Words scratched at their feet, reading words there left: “Though what help can you be?” and a crawling sensation filled the room.
The oaken wheels screeching against the floorboards was such a racket for their small ears to bear. Having finally scrapped and scraped into Amneshay’s lab, Payn’s shaking elderly hands fell limp by her sides rather than resting on the tallied arms that were sprawled too wide apart. Her face was not visible through her gown, through long crimson hair fell regal through what gaps there be. Dripping sanguineous and dark.
∞
The weight of her chair on the floorboards slight as it was made Guar’dezhan tilt slightly, a small earthquake for our three atop. More scratches were gnarled tiny next to Woid’s hips, near where he was sitting with legs over the side. He scrambled to his feet as Serib and Shay too rushed over, watching the living words:
“I would speak though you are small, and most sounds to you are as storms. Dearest welcome! Congratulations for escaping the accursed loom-room, and after - choosing the most uncertain of two already strange roads.”
Woid and Shay were uneasy while Serib jumped excitedly into waving hands. None of them could see how Lay’d Payn was writing or scratching these messages, some of which were already there, filled with old dust:
“Yes!” Scratched the older wood. “I know you’re jumping, Lightning Crown!

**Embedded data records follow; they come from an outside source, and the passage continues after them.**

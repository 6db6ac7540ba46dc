//! HTTP rendering of domain errors.
//!
//! `AppError` lives in `teamboard-core`, so handlers and extractors return
//! the local [`ApiError`] wrapper; `?` converts between the two.

use axum::Json;
use axum::http::StatusCode;
use axum::response::{IntoResponse, Response};
use serde::{Deserialize, Serialize};

use teamboard_core::error::{AppError, ErrorKind};

/// Message sent in place of server-side failure details.
const INTERNAL_MESSAGE: &str = "An internal error occurred";

/// Standard API error response body.
#[derive(Debug, Clone, Serialize, Deserialize)]
pub struct ApiErrorResponse {
    /// Machine-readable error code.
    pub error: String,
    /// Human-readable message.
    pub message: String,
    /// Optional details.
    #[serde(skip_serializing_if = "Option::is_none")]
    pub details: Option<serde_json::Value>,
}

/// HTTP status and error code for an error kind.
pub fn status_for(kind: ErrorKind) -> (StatusCode, &'static str) {
    match kind {
        ErrorKind::Validation => (StatusCode::BAD_REQUEST, "VALIDATION_ERROR"),
        ErrorKind::Authentication => (StatusCode::UNAUTHORIZED, "UNAUTHORIZED"),
        ErrorKind::Authorization => (StatusCode::FORBIDDEN, "FORBIDDEN"),
        ErrorKind::NotFound => (StatusCode::NOT_FOUND, "NOT_FOUND"),
        ErrorKind::Conflict => (StatusCode::CONFLICT, "CONFLICT"),
        ErrorKind::PayloadTooLarge => (StatusCode::PAYLOAD_TOO_LARGE, "PAYLOAD_TOO_LARGE"),
        ErrorKind::Internal
        | ErrorKind::Database
        | ErrorKind::Configuration
        | ErrorKind::Serialization => (StatusCode::INTERNAL_SERVER_ERROR, "INTERNAL_ERROR"),
    }
}

/// An `AppError` on its way out as an HTTP response.
#[derive(Debug)]
pub struct ApiError(pub AppError);

impl From<AppError> for ApiError {
    fn from(err: AppError) -> Self {
        Self(err)
    }
}

impl IntoResponse for ApiError {
    fn into_response(self) -> Response {
        let Self(err) = self;
        let (status, error_code) = status_for(err.kind);

        let message = if err.kind.is_server_error() {
            match &err.source {
                Some(source) => {
                    tracing::error!(kind = %err.kind, error = %err.message, cause = %source, "Request failed");
                }
                None => tracing::error!(kind = %err.kind, error = %err.message, "Request failed"),
            }
            INTERNAL_MESSAGE.to_string()
        } else {
            err.message
        };

        let body = ApiErrorResponse {
            error: error_code.to_string(),
            message,
            details: None,
        };

        (status, Json(body)).into_response()
    }
}
//! Team audit trail.

pub mod service;

pub use service::AuditService;
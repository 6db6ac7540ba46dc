//! Request DTOs with validation.
//!
//! The rules here reject obviously malformed bodies early. Services still
//! trim and re-check every field they store.

use chrono::{DateTime, Utc};
use serde::{Deserialize, Serialize};
use uuid::Uuid;
use validator::Validate;

use teamboard_entity::task::TaskPriority;
use teamboard_entity::team::GrantType;
use teamboard_service::auth::{LoginRequest as SvcLogin, RegisterRequest as SvcRegister};
use teamboard_service::card::CardRequest as SvcCard;
use teamboard_service::column::UpdateColumnRequest as SvcUpdateColumn;
use teamboard_service::task::{CreateTaskRequest as SvcCreateTask, UpdateTaskRequest as SvcUpdateTask};
use teamboard_service::user::UpdateProfileRequest as SvcUpdateProfile;

// ── Auth ─────────────────────────────────────────────────────────

/// Registration request body.
#[derive(Debug, Clone, Serialize, Deserialize, Validate)]
#[serde(rename_all = "camelCase")]
pub struct RegisterRequest {
    /// Account email.
    #[validate(
        length(min = 1, max = 256, message = "Email is required"),
        email(message = "Invalid email address")
    )]
    pub email: String,
    /// Plain-text password.
    #[validate(length(min = 1, message = "Password is required"))]
    pub password: String,
    /// Display name.
    #[validate(length(min = 1, max = 200, message = "Full name must be 1-200 characters"))]
    pub full_name: String,
}

impl From<RegisterRequest> for SvcRegister {
    fn from(req: RegisterRequest) -> Self {
        Self {
            email: req.email,
            password: req.password,
            full_name: req.full_name,
        }
    }
}

/// Login request body.
#[derive(Debug, Clone, Serialize, Deserialize, Validate)]
pub struct LoginRequest {
    /// Account email.
    #[validate(length(min = 1, message = "Email is required"))]
    pub email: String,
    /// Plain-text password.
    #[validate(length(min = 1, message = "Password is required"))]
    pub password: String,
}

impl From<LoginRequest> for SvcLogin {
    fn from(req: LoginRequest) -> Self {
        Self {
            email: req.email,
            password: req.password,
        }
    }
}

// ── Users ────────────────────────────────────────────────────────

/// Profile update. Absent fields are left unchanged.
#[derive(Debug, Clone, Default, Serialize, Deserialize, Validate)]
#[serde(rename_all = "camelCase")]
pub struct UpdateProfileRequest {
    /// New display name.
    #[validate(length(max = 200, message = "Full name must be at most 200 characters"))]
    pub full_name: Option<String>,
    /// New avatar URL; an empty string clears it.
    #[validate(length(max = 2048))]
    pub avatar_url: Option<String>,
}

impl From<UpdateProfileRequest> for SvcUpdateProfile {
    fn from(req: UpdateProfileRequest) -> Self {
        Self {
            full_name: req.full_name,
            avatar_url: req.avatar_url,
        }
    }
}

// ── Teams ────────────────────────────────────────────────────────

/// Create or rename a team.
#[derive(Debug, Clone, Serialize, Deserialize, Validate)]
pub struct TeamNameRequest {
    /// Team name.
    #[validate(length(min = 1, max = 200, message = "Team name must be 1-200 characters"))]
    pub name: String,
}

/// Change a member's base role.
#[derive(Debug, Clone, Serialize, Deserialize, Validate)]
pub struct ChangeRoleRequest {
    /// `Manager` or `Contributor`.
    #[validate(length(min = 1, message = "Role is required"))]
    pub role: String,
}

/// Hand the team to another member.
#[derive(Debug, Clone, Serialize, Deserialize, Validate)]
#[serde(rename_all = "camelCase")]
pub struct TransferOwnershipRequest {
    /// User id of the new owner; must be an active member.
    pub new_owner_id: Uuid,
}

/// Create or replace a member's grant for one scope.
#[derive(Debug, Clone, Serialize, Deserialize, Validate)]
#[serde(rename_all = "camelCase")]
pub struct GrantRequest {
    /// Scope string such as `documents:write`.
    #[validate(length(min = 1, max = 200, message = "Scope must be 1-200 characters"))]
    pub scope: String,
    /// `Allow` or `Deny`.
    pub grant_type: GrantType,
}

/// `?limit=` of the audit log listing.
#[derive(Debug, Clone, Default, Serialize, Deserialize)]
pub struct AuditQuery {
    /// Page size; clamped by the service.
    pub limit: Option<u32>,
}

// ── Invites ──────────────────────────────────────────────────────

/// Invite an email into a team.
#[derive(Debug, Clone, Serialize, Deserialize, Validate)]
pub struct InviteRequest {
    /// Invitee email.
    #[validate(
        length(min = 1, max = 256, message = "Email is required"),
        email(message = "Invalid email address")
    )]
    pub email: String,
}

// ── Tasks ────────────────────────────────────────────────────────

/// New task.
#[derive(Debug, Clone, Serialize, Deserialize, Validate)]
#[serde(rename_all = "camelCase")]
pub struct CreateTaskRequest {
    #[validate(length(min = 1, max = 200, message = "Title must be 1-200 characters"))]
    pub title: String,
    #[validate(length(max = 5000))]
    pub description: Option<String>,
    pub priority: Option<TaskPriority>,
    pub due_date: Option<DateTime<Utc>>,
    pub column_id: Option<String>,
}

impl From<CreateTaskRequest> for SvcCreateTask {
    fn from(req: CreateTaskRequest) -> Self {
        Self {
            title: req.title,
            description: req.description,
            priority: req.priority,
            due_date: req.due_date,
            column_id: req.column_id,
        }
    }
}

/// Partial task update.
#[derive(Debug, Clone, Default, Serialize, Deserialize, Validate)]
#[serde(rename_all = "camelCase")]
pub struct UpdateTaskRequest {
    #[validate(length(max = 200, message = "Title must be at most 200 characters"))]
    pub title: Option<String>,
    #[validate(length(max = 5000))]
    pub description: Option<String>,
    pub completed: Option<bool>,
    pub priority: Option<TaskPriority>,
    pub due_date: Option<DateTime<Utc>>,
    pub column_id: Option<String>,
}

impl From<UpdateTaskRequest> for SvcUpdateTask {
    fn from(req: UpdateTaskRequest) -> Self {
        Self {
            title: req.title,
            description: req.description,
            completed: req.completed,
            priority: req.priority,
            due_date: req.due_date,
            column_id: req.column_id,
        }
    }
}

/// Move a task to another column.
#[derive(Debug, Clone, Serialize, Deserialize, Validate)]
#[serde(rename_all = "camelCase")]
pub struct MoveTaskRequest {
    #[validate(length(min = 1, message = "Column is required"))]
    pub column_id: String,
}

// ── Columns ──────────────────────────────────────────────────────

/// New column.
#[derive(Debug, Clone, Serialize, Deserialize, Validate)]
pub struct CreateColumnRequest {
    #[validate(length(min = 1, max = 100, message = "Title must be 1-100 characters"))]
    pub title: String,
    pub color: Option<String>,
}

/// Partial column update.
#[derive(Debug, Clone, Default, Serialize, Deserialize, Validate)]
pub struct UpdateColumnRequest {
    #[validate(length(max = 100, message = "Title must be at most 100 characters"))]
    pub title: Option<String>,
    #[validate(range(min = 1))]
    pub order: Option<i32>,
    pub color: Option<String>,
}

impl From<UpdateColumnRequest> for SvcUpdateColumn {
    fn from(req: UpdateColumnRequest) -> Self {
        Self {
            title: req.title,
            order: req.order,
            color: req.color,
        }
    }
}

/// New column order, first id first.
#[derive(Debug, Clone, Serialize, Deserialize, Validate)]
#[serde(rename_all = "camelCase")]
pub struct ReorderColumnsRequest {
    pub column_ids: Vec<String>,
}

// ── Cards ────────────────────────────────────────────────────────

/// Card contents for create and replace.
#[derive(Debug, Clone, Serialize, Deserialize, Validate)]
pub struct CardRequest {
    #[validate(length(min = 1, max = 200, message = "Title is required"))]
    pub title: String,
    #[validate(length(min = 1, max = 200, message = "Value is required"))]
    pub value: String,
    #[validate(length(min = 1, max = 100, message = "Icon is required"))]
    pub icon: String,
    pub color: Option<String>,
}

impl From<CardRequest> for SvcCard {
    fn from(req: CardRequest) -> Self {
        Self {
            title: req.title,
            value: req.value,
            icon: req.icon,
            color: req.color,
        }
    }
}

I am sorry so few of the riddles I had you memorise were of use. So internecine is. Now along such tenses: all of you follow Dromiya, would you? With a bit of hurry; appearances to maintain! Never ever know who might be reading.”
∞
They all looked to each other and finally having decided none of them were Dromiya, they glanced to the only other living thing atop the eerie grandclock landscape: the dust mite scuttling into their dead-cell house some many grainy fields of wood away.
“In this! Mine labyrinthian of black holes… what sense did you think there could be?” the wood waffled.
“A little more than this…” Woid grumbled.
“There are arenas after this, prince 'of the stands'. Bordered places. Your part is as yet, part-way.”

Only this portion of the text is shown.